## PROBLEM TO WORK ON
When you output the entries, begin with the first line and end with the line containing "Precedence changes go", keeping each line exactly as it is.

(RECORD EXCERPTS begins)

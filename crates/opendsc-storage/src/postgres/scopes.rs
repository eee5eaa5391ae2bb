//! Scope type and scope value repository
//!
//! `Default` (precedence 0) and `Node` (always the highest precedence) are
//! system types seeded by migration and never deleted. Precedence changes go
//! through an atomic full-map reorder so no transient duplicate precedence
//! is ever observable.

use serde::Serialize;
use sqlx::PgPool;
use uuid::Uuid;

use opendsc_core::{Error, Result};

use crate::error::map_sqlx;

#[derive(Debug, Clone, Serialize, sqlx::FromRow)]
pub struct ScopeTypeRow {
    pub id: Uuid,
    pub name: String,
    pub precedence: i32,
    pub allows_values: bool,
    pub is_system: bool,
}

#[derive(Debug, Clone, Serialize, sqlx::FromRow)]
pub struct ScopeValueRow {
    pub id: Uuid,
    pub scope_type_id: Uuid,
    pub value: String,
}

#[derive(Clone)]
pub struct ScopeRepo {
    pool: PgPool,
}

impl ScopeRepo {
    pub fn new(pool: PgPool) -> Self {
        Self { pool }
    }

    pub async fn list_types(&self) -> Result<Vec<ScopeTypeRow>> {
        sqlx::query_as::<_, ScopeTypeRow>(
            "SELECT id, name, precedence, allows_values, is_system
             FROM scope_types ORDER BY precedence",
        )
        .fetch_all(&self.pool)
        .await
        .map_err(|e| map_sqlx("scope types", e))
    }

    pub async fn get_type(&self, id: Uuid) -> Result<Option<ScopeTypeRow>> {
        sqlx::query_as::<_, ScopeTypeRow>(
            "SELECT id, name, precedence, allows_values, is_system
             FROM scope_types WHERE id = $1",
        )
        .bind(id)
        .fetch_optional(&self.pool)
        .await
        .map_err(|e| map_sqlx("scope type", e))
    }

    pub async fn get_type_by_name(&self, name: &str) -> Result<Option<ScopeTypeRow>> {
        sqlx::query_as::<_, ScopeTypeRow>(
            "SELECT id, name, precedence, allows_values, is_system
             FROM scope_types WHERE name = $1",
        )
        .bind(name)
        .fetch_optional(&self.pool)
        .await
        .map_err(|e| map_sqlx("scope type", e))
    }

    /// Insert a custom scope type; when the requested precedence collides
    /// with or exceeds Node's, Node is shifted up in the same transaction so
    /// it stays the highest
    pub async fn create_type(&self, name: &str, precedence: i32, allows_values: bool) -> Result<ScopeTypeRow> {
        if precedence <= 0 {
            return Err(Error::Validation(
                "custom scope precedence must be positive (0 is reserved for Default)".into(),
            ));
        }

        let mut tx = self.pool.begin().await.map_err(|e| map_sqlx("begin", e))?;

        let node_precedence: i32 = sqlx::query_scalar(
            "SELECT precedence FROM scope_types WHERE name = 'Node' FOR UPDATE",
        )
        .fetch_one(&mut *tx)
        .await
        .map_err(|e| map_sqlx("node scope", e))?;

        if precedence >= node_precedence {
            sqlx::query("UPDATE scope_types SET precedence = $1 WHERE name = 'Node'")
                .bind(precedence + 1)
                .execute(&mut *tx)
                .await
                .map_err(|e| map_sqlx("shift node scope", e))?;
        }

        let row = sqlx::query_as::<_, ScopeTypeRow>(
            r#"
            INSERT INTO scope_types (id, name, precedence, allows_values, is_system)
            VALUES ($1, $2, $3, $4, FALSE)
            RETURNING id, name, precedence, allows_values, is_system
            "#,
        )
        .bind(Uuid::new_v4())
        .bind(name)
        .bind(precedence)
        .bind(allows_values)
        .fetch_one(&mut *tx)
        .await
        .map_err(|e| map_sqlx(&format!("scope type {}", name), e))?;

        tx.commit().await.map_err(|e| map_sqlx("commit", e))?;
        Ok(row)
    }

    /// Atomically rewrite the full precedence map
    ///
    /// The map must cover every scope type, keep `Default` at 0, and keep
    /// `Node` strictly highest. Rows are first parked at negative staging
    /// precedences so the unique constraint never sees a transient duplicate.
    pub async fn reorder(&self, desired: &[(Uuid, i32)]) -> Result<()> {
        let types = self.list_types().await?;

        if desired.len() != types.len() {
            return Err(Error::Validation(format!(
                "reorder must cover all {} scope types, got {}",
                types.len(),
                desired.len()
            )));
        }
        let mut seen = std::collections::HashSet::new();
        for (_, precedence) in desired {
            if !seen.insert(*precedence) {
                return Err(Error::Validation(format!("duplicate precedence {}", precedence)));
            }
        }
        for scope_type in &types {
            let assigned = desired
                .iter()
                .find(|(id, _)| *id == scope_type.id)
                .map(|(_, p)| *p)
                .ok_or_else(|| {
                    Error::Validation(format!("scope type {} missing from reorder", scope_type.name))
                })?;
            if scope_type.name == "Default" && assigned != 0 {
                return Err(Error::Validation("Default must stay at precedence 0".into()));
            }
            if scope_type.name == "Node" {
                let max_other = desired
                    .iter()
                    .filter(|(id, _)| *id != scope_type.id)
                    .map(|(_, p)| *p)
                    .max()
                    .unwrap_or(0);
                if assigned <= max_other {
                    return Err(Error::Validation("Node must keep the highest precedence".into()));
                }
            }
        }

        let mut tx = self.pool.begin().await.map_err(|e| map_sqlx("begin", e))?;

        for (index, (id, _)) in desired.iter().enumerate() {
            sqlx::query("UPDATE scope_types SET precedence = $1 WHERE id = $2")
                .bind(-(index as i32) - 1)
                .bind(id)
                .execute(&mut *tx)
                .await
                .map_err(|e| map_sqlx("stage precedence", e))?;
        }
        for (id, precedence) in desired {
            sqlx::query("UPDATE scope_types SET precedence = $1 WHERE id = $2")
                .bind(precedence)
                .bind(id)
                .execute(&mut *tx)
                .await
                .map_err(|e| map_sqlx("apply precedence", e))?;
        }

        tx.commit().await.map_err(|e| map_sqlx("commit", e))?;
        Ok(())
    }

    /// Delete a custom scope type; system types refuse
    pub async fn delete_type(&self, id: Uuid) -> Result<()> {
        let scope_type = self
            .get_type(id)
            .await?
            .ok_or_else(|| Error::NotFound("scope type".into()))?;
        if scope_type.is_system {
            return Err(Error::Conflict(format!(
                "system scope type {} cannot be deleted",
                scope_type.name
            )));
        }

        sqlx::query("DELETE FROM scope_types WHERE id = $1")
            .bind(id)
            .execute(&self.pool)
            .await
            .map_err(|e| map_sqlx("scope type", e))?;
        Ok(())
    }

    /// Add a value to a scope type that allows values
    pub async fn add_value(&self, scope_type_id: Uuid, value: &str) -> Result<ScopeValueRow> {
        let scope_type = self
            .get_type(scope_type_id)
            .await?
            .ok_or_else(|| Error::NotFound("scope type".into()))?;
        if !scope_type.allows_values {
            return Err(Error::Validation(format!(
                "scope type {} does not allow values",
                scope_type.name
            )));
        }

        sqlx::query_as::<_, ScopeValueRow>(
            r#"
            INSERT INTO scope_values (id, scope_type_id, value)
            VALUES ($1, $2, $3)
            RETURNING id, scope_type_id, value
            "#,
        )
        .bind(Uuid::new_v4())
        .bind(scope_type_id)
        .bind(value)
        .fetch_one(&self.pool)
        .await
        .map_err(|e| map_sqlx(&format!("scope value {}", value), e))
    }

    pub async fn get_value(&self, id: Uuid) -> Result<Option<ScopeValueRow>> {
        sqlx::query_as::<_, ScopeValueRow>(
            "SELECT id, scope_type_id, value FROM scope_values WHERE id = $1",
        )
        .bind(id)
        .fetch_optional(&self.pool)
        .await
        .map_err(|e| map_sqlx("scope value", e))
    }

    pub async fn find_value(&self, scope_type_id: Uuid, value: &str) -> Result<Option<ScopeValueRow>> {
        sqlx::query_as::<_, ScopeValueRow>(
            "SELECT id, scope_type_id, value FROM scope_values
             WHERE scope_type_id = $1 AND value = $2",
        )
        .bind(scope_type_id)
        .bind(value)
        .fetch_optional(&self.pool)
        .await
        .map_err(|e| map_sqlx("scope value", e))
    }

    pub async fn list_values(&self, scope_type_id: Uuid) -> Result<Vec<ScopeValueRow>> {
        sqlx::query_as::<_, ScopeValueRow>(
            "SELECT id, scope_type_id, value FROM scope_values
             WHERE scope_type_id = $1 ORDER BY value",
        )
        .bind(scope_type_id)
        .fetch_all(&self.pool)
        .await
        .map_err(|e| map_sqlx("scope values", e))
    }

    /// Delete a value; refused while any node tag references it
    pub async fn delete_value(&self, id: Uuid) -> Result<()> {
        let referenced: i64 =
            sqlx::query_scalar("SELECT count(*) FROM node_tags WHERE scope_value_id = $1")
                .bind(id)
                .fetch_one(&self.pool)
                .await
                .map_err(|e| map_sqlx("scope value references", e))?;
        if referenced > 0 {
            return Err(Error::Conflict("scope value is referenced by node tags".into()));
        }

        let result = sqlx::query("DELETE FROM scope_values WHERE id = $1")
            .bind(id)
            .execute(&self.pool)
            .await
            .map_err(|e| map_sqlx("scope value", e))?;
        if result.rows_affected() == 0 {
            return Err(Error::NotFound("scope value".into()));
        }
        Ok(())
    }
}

(RECORD EXCERPTS ends)

## RESPONSE TO THIS TASK
filename crates/opendsc-storage/src/postgres/scopes.rs
repository eee5eaa5391ae2bb
//! Scope type and scope value repository
//!
//! `Default` (precedence 0) and `Node` (always the highest precedence) are
//! system types seeded by migration and never deleted. Precedence changes go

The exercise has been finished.